BERKELEY, CA (UroToday.com) - For men with metastatic castrate-resistant prostate cancer (mCRPC), the prognosis is often poor and death typically occurs within 24 to 48 months after the onset of castration resistance.
For these men who have not undergone chemotherapy, there are a few treatment options available in the form of second-line hormonal manipulations. Many patients get a response to this treatment but none of these treatments have shown to delay progression of the disease or prolong life. After this second-line therapy, docetaxel chemotherapy is available and it has shown survival benefits. However, many patients with mCRPC never receive chemotherapy and the limited use is either by patient choice or physician choice, due to the toxicity of the treatment. Therefore, there is an unmet need for an effective treatment that delays or prevents the landmark events associated with deterioration of overall health and worsening symptoms in these men with mCRPC.
Just in recent years, there has been a development in the treatment options for these patients and a few new products have been approved with promising results. One is an immunotherapy with sipuleucel-T (Provenge®) and it has shown a modest survival benefit but no effect on tumor regression, delay on disease progression, or symptom relief.
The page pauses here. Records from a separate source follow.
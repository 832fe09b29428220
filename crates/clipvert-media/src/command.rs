//! FFmpeg command builder and runner.

use std::path::{Path, PathBuf};
use std::process::Stdio;
use tokio::process::Command;
use tracing::debug;

use clipvert_models::EncodingConfig;

use crate::error::{MediaError, MediaResult};

/// Builder for FFmpeg commands.
#[derive(Debug, Clone)]
pub struct FfmpegCommand {
    /// Input file path
    input: PathBuf,
    /// Output file path
    output: PathBuf,
    /// Input arguments (before -i)
    input_args: Vec<String>,
    /// Output arguments (after -i)
    output_args: Vec<String>,
    /// Log level
    log_level: String,
}

impl FfmpegCommand {
    /// Create a new FFmpeg command.
    pub fn new(input: impl AsRef<Path>, output: impl AsRef<Path>) -> Self {
        Self {
            input: input.as_ref().to_path_buf(),
            output: output.as_ref().to_path_buf(),
            input_args: Vec::new(),
            output_args: Vec::new(),
            log_level: "error".to_string(),
        }
    }

    /// Add an input argument (before -i).
    pub fn input_arg(mut self, arg: impl Into<String>) -> Self {
        self.input_args.push(arg.into());
        self
    }

    /// Add an output argument (after -i).
    pub fn output_arg(mut self, arg: impl Into<String>) -> Self {
        self.output_args.push(arg.into());
        self
    }

    /// Add multiple output arguments.
    pub fn output_args<I, S>(mut self, args: I) -> Self
    where
        I: IntoIterator<Item = S>,
        S: Into<String>,
    {
        self.output_args.extend(args.into_iter().map(Into::into));
        self
    }

    /// Set seek position (before input).
    pub fn seek(self, seconds: f64) -> Self {
        self.input_arg("-ss").input_arg(format!("{:.3}", seconds))
    }

    /// Set duration.
    pub fn duration(self, seconds: f64) -> Self {
        self.input_arg("-t").input_arg(format!("{:.3}", seconds))
    }

    /// Set video filter.
    pub fn video_filter(self, filter: impl Into<String>) -> Self {
        self.output_arg("-vf").output_arg(filter)
    }

    /// Extract a fixed number of video frames.
    pub fn frames(self, count: u32) -> Self {
        self.output_arg("-frames:v").output_arg(count.to_string())
    }

    /// Drop the audio stream.
    pub fn no_audio(self) -> Self {
        self.output_arg("-an")
    }

    /// Apply an encoding profile.
    pub fn encoding(self, encoding: &EncodingConfig) -> Self {
        self.output_args(encoding.to_ffmpeg_args())
    }

    /// Strip container metadata.
    pub fn strip_metadata(self) -> Self {
        self.output_arg("-map_metadata").output_arg("-1")
    }

    /// Set log level.
    pub fn log_level(mut self, level: impl Into<String>) -> Self {
        self.log_level = level.into();
        self
    }

    /// Build the command arguments.
    pub fn build_args(&self) -> Vec<String> {
        let mut args = vec![
            "-y".to_string(),
            "-v".to_string(),
            self.log_level.clone(),
        ];

        args.extend(self.input_args.clone());
        args.push("-i".to_string());
        args.push(self.input.to_string_lossy().to_string());
        args.extend(self.output_args.clone());
        args.push(self.output.to_string_lossy().to_string());

        args
    }
}

/// Runner for FFmpeg commands.
///
/// Calls are synchronous from the pipeline's point of view: the command runs
/// to completion (no timeout; a hung encoder stalls the stage) and stderr is
/// captured wholesale for diagnostics.
#[derive(Debug, Default)]
pub struct FfmpegRunner;

impl FfmpegRunner {
    /// Create a new runner.
    pub fn new() -> Self {
        Self
    }

    /// Run an FFmpeg command, returning a transcode failure with captured
    /// stderr on a non-zero exit.
    pub async fn run(&self, cmd: &FfmpegCommand) -> MediaResult<()> {
        check_ffmpeg()?;

        let args = cmd.build_args();
        debug!("Running FFmpeg: ffmpeg {}", args.join(" "));

        let output = Command::new("ffmpeg")
            .args(&args)
            .stdin(Stdio::null())
            .stdout(Stdio::piped())
            .stderr(Stdio::piped())
            .output()
            .await?;

        if output.status.success() {
            Ok(())
        } else {
            Err(MediaError::transcode_failure(
                "FFmpeg exited with non-zero status",
                Some(String::from_utf8_lossy(&output.stderr).to_string()),
                output.status.code(),
            ))
        }
    }
}

/// Run a raw FFmpeg invocation that does not fit the single-input builder
/// (concat demuxer, multi-input graphs).
pub async fn run_raw_ffmpeg(args: &[String]) -> MediaResult<()> {
    check_ffmpeg()?;
    debug!("Running FFmpeg: ffmpeg {}", args.join(" "));

    let output = Command::new("ffmpeg")
        .args(args)
        .stdin(Stdio::null())
        .stdout(Stdio::piped())
        .stderr(Stdio::piped())
        .output()
        .await?;

    if output.status.success() {
        Ok(())
    } else {
        Err(MediaError::transcode_failure(
            "FFmpeg exited with non-zero status",
            Some(String::from_utf8_lossy(&output.stderr).to_string()),
            output.status.code(),
        ))
    }
}

/// Check if FFmpeg is available.
pub fn check_ffmpeg() -> MediaResult<PathBuf> {
    which::which("ffmpeg").map_err(|_| MediaError::FfmpegNotFound)
}

/// Check if FFprobe is available.
pub fn check_ffprobe() -> MediaResult<PathBuf> {
    which::which("ffprobe").map_err(|_| MediaError::FfprobeNotFound)
}

#[cfg(test)]
mod tests {
    use super::*;

    #[test]
    fn test_command_builder() {
        let cmd = FfmpegCommand::new("input.mp4", "output.mp4")
            .seek(10.0)
            .duration(30.0)
            .video_filter("crop=608:1080:656:0")
            .encoding(&EncodingConfig::default());

        let args = cmd.build_args();
        assert!(args.contains(&"-ss".to_string()));
        assert!(args.contains(&"10.000".to_string()));
        assert!(args.contains(&"-vf".to_string()));
        assert!(args.contains(&"libx264".to_string()));
        assert_eq!(args.last().unwrap(), "output.mp4");
    }

    #[test]
    fn test_input_args_precede_input_file() {
        let cmd = FfmpegCommand::new("in.mp4", "out.mp4").seek(5.0);
        let args = cmd.build_args();
        let ss = args.iter().position(|a| a == "-ss").unwrap();
        let input = args.iter().position(|a| a == "-i").unwrap();
        assert!(ss < input);
    }

    #[test]
    fn test_strip_metadata_and_no_audio() {
        let args = FfmpegCommand::new("in.mp4", "out.mp4")
            .strip_metadata()
            .no_audio()
            .build_args();
        assert!(args.contains(&"-map_metadata".to_string()));
        assert!(args.contains(&"-an".to_string()));
    }
}
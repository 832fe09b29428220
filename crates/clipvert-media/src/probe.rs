//! FFprobe video information.

use serde::{Deserialize, Serialize};
use std::path::Path;
use std::process::Stdio;
use tokio::process::Command;

use crate::command::check_ffprobe;
use crate::error::{MediaError, MediaResult};

/// Video file information used by the cropping pipeline.
#[derive(Debug, Clone, Serialize, Deserialize)]
pub struct VideoInfo {
    /// Width in pixels
    pub width: u32,
    /// Height in pixels
    pub height: u32,
    /// Frame rate (fps)
    pub fps: f64,
    /// Duration in seconds
    pub duration: f64,
    /// Total number of video frames
    pub total_frames: u64,
}

#[derive(Debug, Deserialize)]
struct FfprobeOutput {
    format: FfprobeFormat,
    streams: Vec<FfprobeStream>,
}

#[derive(Debug, Deserialize)]
struct FfprobeFormat {
    duration: Option<String>,
}

#[derive(Debug, Deserialize)]
struct FfprobeStream {
    codec_type: String,
    width: Option<u32>,
    height: Option<u32>,
    r_frame_rate: Option<String>,
    avg_frame_rate: Option<String>,
    nb_frames: Option<String>,
}

/// Probe a video file for dimensions, frame rate, duration, and frame count.
pub async fn probe_video(path: impl AsRef<Path>) -> MediaResult<VideoInfo> {
    let path = path.as_ref();

    if !path.exists() {
        return Err(MediaError::FileNotFound(path.to_path_buf()));
    }
    check_ffprobe()?;

    let output = Command::new("ffprobe")
        .args([
            "-v",
            "quiet",
            "-print_format",
            "json",
            "-show_format",
            "-show_streams",
        ])
        .arg(path)
        .stdin(Stdio::null())
        .stdout(Stdio::piped())
        .stderr(Stdio::piped())
        .output()
        .await?;

    if !output.status.success() {
        return Err(MediaError::ProbeFailed {
            message: format!("FFprobe failed for {}", path.display()),
            stderr: Some(String::from_utf8_lossy(&output.stderr).to_string()),
        });
    }

    let probe: FfprobeOutput = serde_json::from_slice(&output.stdout)?;

    let video_stream = probe
        .streams
        .iter()
        .find(|s| s.codec_type == "video")
        .ok_or_else(|| MediaError::InvalidVideo("no video stream found".to_string()))?;

    let duration = probe
        .format
        .duration
        .as_deref()
        .and_then(|d| d.parse::<f64>().ok())
        .unwrap_or(0.0);

    let fps = video_stream
        .avg_frame_rate
        .as_deref()
        .or(video_stream.r_frame_rate.as_deref())
        .and_then(parse_frame_rate)
        .unwrap_or(30.0);

    let nb_frames = video_stream
        .nb_frames
        .as_deref()
        .and_then(|n| n.parse::<u64>().ok());

    Ok(VideoInfo {
        width: video_stream.width.unwrap_or(0),
        height: video_stream.height.unwrap_or(0),
        fps,
        duration,
        total_frames: estimate_total_frames(nb_frames, duration, fps),
    })
}

/// Total frame count, preferring the container's `nb_frames` and falling
/// back to `duration * fps` when the container does not record it.
fn estimate_total_frames(nb_frames: Option<u64>, duration: f64, fps: f64) -> u64 {
    match nb_frames {
        Some(n) if n > 0 => n,
        _ => (duration * fps).round().max(0.0) as u64,
    }
}

/// Parse frame rate string (e.g., "30/1" or "29.97").
fn parse_frame_rate(s: &str) -> Option<f64> {
    if let Some((num, den)) = s.split_once('/') {
        let num: f64 = num.parse().ok()?;
        let den: f64 = den.parse().ok()?;
        if den > 0.0 {
            return Some(num / den);
        }
    }
    s.parse().ok()
}

#[cfg(test)]
mod tests {
    use super::*;

    #[test]
    fn test_parse_frame_rate() {
        assert!((parse_frame_rate("30/1").unwrap() - 30.0).abs() < 0.01);
        assert!((parse_frame_rate("30000/1001").unwrap() - 29.97).abs() < 0.01);
        assert!((parse_frame_rate("29.97").unwrap() - 29.97).abs() < 0.01);
        assert!(parse_frame_rate("0/0").is_none());
    }

    #[test]
    fn test_estimate_total_frames() {
        assert_eq!(estimate_total_frames(Some(360), 12.0, 30.0), 360);
        assert_eq!(estimate_total_frames(None, 12.0, 30.0), 360);
        assert_eq!(estimate_total_frames(Some(0), 12.0, 29.97), 360);
    }
}
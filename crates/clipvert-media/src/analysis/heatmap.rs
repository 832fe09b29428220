//! Heat map aggregation.
//!
//! Fuses per-frame face rectangles and saliency maps into one spatial
//! importance map for the whole video. Face rectangles are painted filled
//! at a constant weight; the saliency map is min-max normalized per frame
//! and scaled into `[0, w_sal]` before being added. The sum is divided by
//! the number of contributing frames so every sample frame carries equal
//! influence regardless of its scene's duration.

use ndarray::Array2;
use tracing::{debug, warn};

use crate::error::{MediaError, MediaResult};

use super::faces::FaceRegion;

/// Dense per-pixel importance map at source-frame resolution.
///
/// Mutable only while the aggregator builds it; the selector reads it.
#[derive(Debug, Clone)]
pub struct HeatMap {
    /// Row-major values, shape `(height, width)`.
    data: Array2<f32>,
}

impl HeatMap {
    /// Create an all-zero heat map.
    pub fn zeros(width: u32, height: u32) -> Self {
        Self {
            data: Array2::zeros((height as usize, width as usize)),
        }
    }

    /// Map width in pixels.
    pub fn width(&self) -> u32 {
        self.data.ncols() as u32
    }

    /// Map height in pixels.
    pub fn height(&self) -> u32 {
        self.data.nrows() as u32
    }

    /// Value at a pixel position.
    pub fn value_at(&self, x: u32, y: u32) -> f32 {
        self.data[(y as usize, x as usize)]
    }

    /// Largest value in the map.
    pub fn max_value(&self) -> f32 {
        self.data.iter().copied().fold(0.0, f32::max)
    }

    /// Paint a filled rectangle at the given weight, clamped to bounds.
    ///
    /// Painting saturates at `weight`, so overlapping rectangles in one
    /// frame contribute the weight once rather than stacking.
    pub fn paint_rect(&mut self, region: &FaceRegion, weight: f32) {
        let x0 = region.x.min(self.width()) as usize;
        let y0 = region.y.min(self.height()) as usize;
        let x1 = (region.x.saturating_add(region.width)).min(self.width()) as usize;
        let y1 = (region.y.saturating_add(region.height)).min(self.height()) as usize;

        for y in y0..y1 {
            for x in x0..x1 {
                self.data[(y, x)] = self.data[(y, x)].max(weight);
            }
        }
    }

    /// Add a saliency map scaled into `[0, ceiling]` after per-frame
    /// min-max normalization. A flat map contributes nothing.
    pub fn add_normalized(&mut self, map: &Array2<f32>, ceiling: f32) {
        if map.dim() != self.data.dim() {
            warn!(
                "saliency map {:?} does not match heat map {:?}, skipping",
                map.dim(),
                self.data.dim()
            );
            return;
        }
        let min = map.iter().copied().fold(f32::INFINITY, f32::min);
        let max = map.iter().copied().fold(f32::NEG_INFINITY, f32::max);
        if !(max > min) {
            return;
        }
        let scale = ceiling / (max - min);
        self.data.zip_mut_with(map, |h, &v| *h += (v - min) * scale);
    }

    /// Elementwise add another map of the same dimensions.
    fn accumulate(&mut self, other: &HeatMap) {
        self.data.zip_mut_with(&other.data, |a, &b| *a += b);
    }

    /// Divide every value by `n`.
    fn divide(&mut self, n: f32) {
        self.data.mapv_inplace(|v| v / n);
    }

    /// Precompute the summed-area table for O(1) window sums.
    pub fn integral(&self) -> IntegralImage {
        let (rows, cols) = self.data.dim();
        let mut sums = Array2::<f64>::zeros((rows + 1, cols + 1));
        for y in 0..rows {
            let mut row_sum = 0.0f64;
            for x in 0..cols {
                row_sum += self.data[(y, x)] as f64;
                sums[(y + 1, x + 1)] = sums[(y, x + 1)] + row_sum;
            }
        }
        IntegralImage { sums }
    }
}

/// Summed-area table over a heat map.
#[derive(Debug, Clone)]
pub struct IntegralImage {
    /// Shape `(height + 1, width + 1)`; `sums[(y, x)]` is the sum over
    /// the rectangle `[0, y) x [0, x)`.
    sums: Array2<f64>,
}

impl IntegralImage {
    /// Sum of heat values strictly inside the window.
    pub fn window_sum(&self, x: u32, y: u32, width: u32, height: u32) -> f64 {
        let (x0, y0) = (x as usize, y as usize);
        let x1 = (x0 + width as usize).min(self.sums.ncols() - 1);
        let y1 = (y0 + height as usize).min(self.sums.nrows() - 1);
        self.sums[(y1, x1)] - self.sums[(y0, x1)] - self.sums[(y1, x0)] + self.sums[(y0, x0)]
    }
}

/// Per-frame signals feeding the aggregator.
#[derive(Debug, Clone, Default)]
pub struct FrameSignals {
    /// Detected face rectangles.
    pub faces: Vec<FaceRegion>,
    /// Saliency map at frame resolution, when the scorer produced one.
    pub saliency: Option<Array2<f32>>,
}

/// Fuse per-frame signals into one heat map.
///
/// Fails with `InsufficientSignal` when no frames contributed at all; a
/// frame with no faces and no saliency still counts as a (zero)
/// contribution, keeping the normalization honest.
pub fn aggregate_heat_map(
    frames: &[FrameSignals],
    width: u32,
    height: u32,
    face_weight: f32,
    saliency_weight: f32,
) -> MediaResult<HeatMap> {
    if frames.is_empty() {
        return Err(MediaError::InsufficientSignal);
    }
    if width == 0 || height == 0 {
        return Err(MediaError::InvalidVideo(
            "zero-sized frame for heat map".to_string(),
        ));
    }

    let mut heat = HeatMap::zeros(width, height);
    for signals in frames {
        let mut frame_map = HeatMap::zeros(width, height);
        for face in &signals.faces {
            frame_map.paint_rect(face, face_weight);
        }
        if let Some(saliency) = &signals.saliency {
            frame_map.add_normalized(saliency, saliency_weight);
        }
        heat.accumulate(&frame_map);
    }
    heat.divide(frames.len() as f32);

    debug!(
        frames = frames.len(),
        peak = heat.max_value(),
        "aggregated heat map"
    );
    Ok(heat)
}
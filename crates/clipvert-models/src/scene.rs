//! Scene intervals produced by the scene segmenter.

use serde::{Deserialize, Serialize};

/// Default cap on detected scenes before collapsing to a single interval.
///
/// Noisy detections past this point cost more per-scene analysis than the
/// extra samples are worth.
pub const DEFAULT_MAX_SCENES: usize = 20;

/// A half-open frame interval `[start_frame, end_frame)` of visually
/// homogeneous content.
#[derive(Debug, Clone, Copy, PartialEq, Eq, Serialize, Deserialize)]
pub struct SceneInterval {
    pub start_frame: u64,
    pub end_frame: u64,
}

impl SceneInterval {
    /// Create a new scene interval.
    pub fn new(start_frame: u64, end_frame: u64) -> Self {
        Self {
            start_frame,
            end_frame,
        }
    }

    /// Number of frames in the interval.
    pub fn len(&self) -> u64 {
        self.end_frame.saturating_sub(self.start_frame)
    }

    /// True when the interval contains no frames.
    pub fn is_empty(&self) -> bool {
        self.end_frame <= self.start_frame
    }

    /// The temporal midpoint frame index, sampled by the frame sampler.
    pub fn midpoint_frame(&self) -> u64 {
        (self.start_frame + self.end_frame) / 2
    }
}

/// Build contiguous scene intervals from detected cut frame indices.
///
/// Cut indices outside `(0, total_frames)` are ignored; duplicates are
/// collapsed. The result always covers `[0, total_frames)` exactly.
pub fn scenes_from_cuts(cuts: &[u64], total_frames: u64) -> Vec<SceneInterval> {
    if total_frames == 0 {
        return Vec::new();
    }

    let mut boundaries: Vec<u64> = cuts
        .iter()
        .copied()
        .filter(|&c| c > 0 && c < total_frames)
        .collect();
    boundaries.sort_unstable();
    boundaries.dedup();

    let mut scenes = Vec::with_capacity(boundaries.len() + 1);
    let mut start = 0;
    for cut in boundaries {
        scenes.push(SceneInterval::new(start, cut));
        start = cut;
    }
    scenes.push(SceneInterval::new(start, total_frames));
    scenes
}

/// Apply the scene-count collapse rule.
///
/// Zero detected scenes means there is nothing to sample per scene; more
/// than `max_scenes` means the detector fragmented a noisy video. Both
/// degrade to one interval spanning the whole frame range.
pub fn normalize_scenes(
    scenes: Vec<SceneInterval>,
    total_frames: u64,
    max_scenes: usize,
) -> Vec<SceneInterval> {
    let usable: Vec<SceneInterval> = scenes.into_iter().filter(|s| !s.is_empty()).collect();

    if usable.is_empty() || usable.len() > max_scenes {
        return vec![SceneInterval::new(0, total_frames)];
    }
    usable
}

#[cfg(test)]
mod tests {
    use super::*;

    #[test]
    fn test_scenes_from_cuts_contiguous() {
        let scenes = scenes_from_cuts(&[120, 48, 300], 360);
        assert_eq!(
            scenes,
            vec![
                SceneInterval::new(0, 48),
                SceneInterval::new(48, 120),
                SceneInterval::new(120, 300),
                SceneInterval::new(300, 360),
            ]
        );
        // Half-open and contiguous: each end is the next start.
        for pair in scenes.windows(2) {
            assert_eq!(pair[0].end_frame, pair[1].start_frame);
        }
    }

    #[test]
    fn test_scenes_from_cuts_ignores_out_of_range() {
        let scenes = scenes_from_cuts(&[0, 500, 100], 360);
        assert_eq!(
            scenes,
            vec![SceneInterval::new(0, 100), SceneInterval::new(100, 360)]
        );
    }

    #[test]
    fn test_no_cuts_yields_single_scene() {
        assert_eq!(scenes_from_cuts(&[], 360), vec![SceneInterval::new(0, 360)]);
    }

    #[test]
    fn test_normalize_collapses_empty() {
        let scenes = normalize_scenes(Vec::new(), 360, DEFAULT_MAX_SCENES);
        assert_eq!(scenes, vec![SceneInterval::new(0, 360)]);
    }

    #[test]
    fn test_normalize_collapses_over_cap() {
        let fragmented: Vec<SceneInterval> = (0..30)
            .map(|i| SceneInterval::new(i * 10, (i + 1) * 10))
            .collect();
        let scenes = normalize_scenes(fragmented, 300, DEFAULT_MAX_SCENES);
        assert_eq!(scenes, vec![SceneInterval::new(0, 300)]);
    }

    #[test]
    fn test_normalize_keeps_reasonable_counts() {
        let scenes = vec![SceneInterval::new(0, 100), SceneInterval::new(100, 300)];
        assert_eq!(
            normalize_scenes(scenes.clone(), 300, DEFAULT_MAX_SCENES),
            scenes
        );
    }

    #[test]
    fn test_midpoint_frame() {
        assert_eq!(SceneInterval::new(0, 100).midpoint_frame(), 50);
        assert_eq!(SceneInterval::new(48, 120).midpoint_frame(), 84);
    }
}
As demonstrated in a previous study (COU-AA-301), abiraterone acetate (AA) 1 000 mg once daily plus prednisone 5 mg twice daily improve overall survival in patients with mCRPC who have received prior chemotherapy with docetaxel. For this indication, AA plus prednisone received FDA approval in April 2011. The next step was to evaluate this treatment with AA plus prednisone in patients who had not received previous chemotherapy. Earlier phase I and phase II studies in this group of chemo-naïve patients have shown promising results with a high proportion of durable responses, suggesting that the treatment benefits of AA plus prednisone might be optimal in this group of patients.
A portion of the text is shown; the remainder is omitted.